**Exercise aim:** A single number is the whole answer: the count of lines in the records where "MigrateError" occurs.

**Information provided:**
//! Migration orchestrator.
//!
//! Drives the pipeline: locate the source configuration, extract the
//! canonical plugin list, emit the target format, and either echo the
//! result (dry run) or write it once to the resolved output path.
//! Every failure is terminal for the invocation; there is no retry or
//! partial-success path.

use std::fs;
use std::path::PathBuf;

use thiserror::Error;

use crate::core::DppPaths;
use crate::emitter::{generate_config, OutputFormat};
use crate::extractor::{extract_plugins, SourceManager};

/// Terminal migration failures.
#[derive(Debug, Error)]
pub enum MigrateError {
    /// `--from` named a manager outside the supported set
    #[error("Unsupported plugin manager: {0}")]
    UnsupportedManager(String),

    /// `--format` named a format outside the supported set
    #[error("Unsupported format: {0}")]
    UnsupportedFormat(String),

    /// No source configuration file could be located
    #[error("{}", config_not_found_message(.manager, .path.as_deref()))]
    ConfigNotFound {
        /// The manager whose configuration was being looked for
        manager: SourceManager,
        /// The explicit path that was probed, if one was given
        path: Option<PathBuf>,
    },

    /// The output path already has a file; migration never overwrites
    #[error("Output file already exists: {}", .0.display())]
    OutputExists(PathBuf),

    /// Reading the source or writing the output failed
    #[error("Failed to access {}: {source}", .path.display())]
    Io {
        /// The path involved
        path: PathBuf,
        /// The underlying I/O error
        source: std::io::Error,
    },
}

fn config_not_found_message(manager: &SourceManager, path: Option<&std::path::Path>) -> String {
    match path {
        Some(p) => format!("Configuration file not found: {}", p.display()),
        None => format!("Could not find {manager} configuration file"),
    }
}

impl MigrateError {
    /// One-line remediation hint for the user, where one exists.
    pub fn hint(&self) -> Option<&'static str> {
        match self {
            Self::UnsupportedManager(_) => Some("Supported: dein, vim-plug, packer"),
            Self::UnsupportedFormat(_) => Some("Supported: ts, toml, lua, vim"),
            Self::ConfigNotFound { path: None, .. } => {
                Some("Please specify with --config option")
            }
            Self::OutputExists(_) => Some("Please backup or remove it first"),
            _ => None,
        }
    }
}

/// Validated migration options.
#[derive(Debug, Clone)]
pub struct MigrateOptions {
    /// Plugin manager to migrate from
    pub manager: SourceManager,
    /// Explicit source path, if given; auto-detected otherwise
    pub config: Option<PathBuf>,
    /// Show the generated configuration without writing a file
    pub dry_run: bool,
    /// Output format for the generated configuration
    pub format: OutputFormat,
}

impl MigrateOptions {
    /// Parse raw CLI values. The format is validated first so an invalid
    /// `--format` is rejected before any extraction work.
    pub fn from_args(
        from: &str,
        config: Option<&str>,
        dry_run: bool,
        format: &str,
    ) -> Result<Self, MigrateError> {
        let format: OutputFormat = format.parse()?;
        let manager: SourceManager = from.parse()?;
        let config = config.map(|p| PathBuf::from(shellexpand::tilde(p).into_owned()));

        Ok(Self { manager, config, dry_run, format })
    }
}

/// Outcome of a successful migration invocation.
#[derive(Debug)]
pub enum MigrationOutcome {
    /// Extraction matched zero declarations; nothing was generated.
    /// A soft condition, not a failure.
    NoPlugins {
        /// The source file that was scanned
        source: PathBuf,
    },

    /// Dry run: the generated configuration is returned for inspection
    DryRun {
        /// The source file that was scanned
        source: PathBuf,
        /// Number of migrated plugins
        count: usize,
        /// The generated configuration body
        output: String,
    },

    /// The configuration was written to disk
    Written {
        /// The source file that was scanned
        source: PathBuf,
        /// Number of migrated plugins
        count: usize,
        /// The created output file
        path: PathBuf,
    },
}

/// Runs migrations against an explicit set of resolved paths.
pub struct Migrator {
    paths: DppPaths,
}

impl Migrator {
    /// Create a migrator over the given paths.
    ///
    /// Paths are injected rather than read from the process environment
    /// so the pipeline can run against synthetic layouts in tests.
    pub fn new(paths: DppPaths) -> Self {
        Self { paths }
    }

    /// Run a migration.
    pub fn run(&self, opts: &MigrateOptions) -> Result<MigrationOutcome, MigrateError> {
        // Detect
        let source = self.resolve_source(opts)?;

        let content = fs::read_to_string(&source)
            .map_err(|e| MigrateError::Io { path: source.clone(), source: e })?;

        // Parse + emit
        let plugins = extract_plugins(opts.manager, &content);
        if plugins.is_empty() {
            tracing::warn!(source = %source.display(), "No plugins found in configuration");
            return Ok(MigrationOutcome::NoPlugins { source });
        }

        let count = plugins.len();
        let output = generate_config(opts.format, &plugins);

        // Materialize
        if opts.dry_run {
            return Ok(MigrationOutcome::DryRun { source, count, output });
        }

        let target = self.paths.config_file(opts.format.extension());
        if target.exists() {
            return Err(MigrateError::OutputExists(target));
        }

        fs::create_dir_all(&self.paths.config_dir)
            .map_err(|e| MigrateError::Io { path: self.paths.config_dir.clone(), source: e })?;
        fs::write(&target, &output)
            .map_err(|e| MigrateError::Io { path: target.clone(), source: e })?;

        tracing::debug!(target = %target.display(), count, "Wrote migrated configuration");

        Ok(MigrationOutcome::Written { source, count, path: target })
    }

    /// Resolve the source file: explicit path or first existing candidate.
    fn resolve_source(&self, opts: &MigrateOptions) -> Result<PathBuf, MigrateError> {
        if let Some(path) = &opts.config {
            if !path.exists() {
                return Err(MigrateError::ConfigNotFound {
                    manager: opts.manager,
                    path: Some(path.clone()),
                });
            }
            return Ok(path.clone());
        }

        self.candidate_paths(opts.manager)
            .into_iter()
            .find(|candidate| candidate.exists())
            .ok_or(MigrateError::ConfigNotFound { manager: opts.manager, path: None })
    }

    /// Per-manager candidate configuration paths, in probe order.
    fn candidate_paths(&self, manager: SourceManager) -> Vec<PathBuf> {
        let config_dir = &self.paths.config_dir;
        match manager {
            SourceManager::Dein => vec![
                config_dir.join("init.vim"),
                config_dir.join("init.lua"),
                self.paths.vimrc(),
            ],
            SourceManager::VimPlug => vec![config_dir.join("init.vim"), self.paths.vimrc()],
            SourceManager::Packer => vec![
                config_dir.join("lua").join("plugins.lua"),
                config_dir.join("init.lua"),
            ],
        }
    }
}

**Response to this exercise:** 11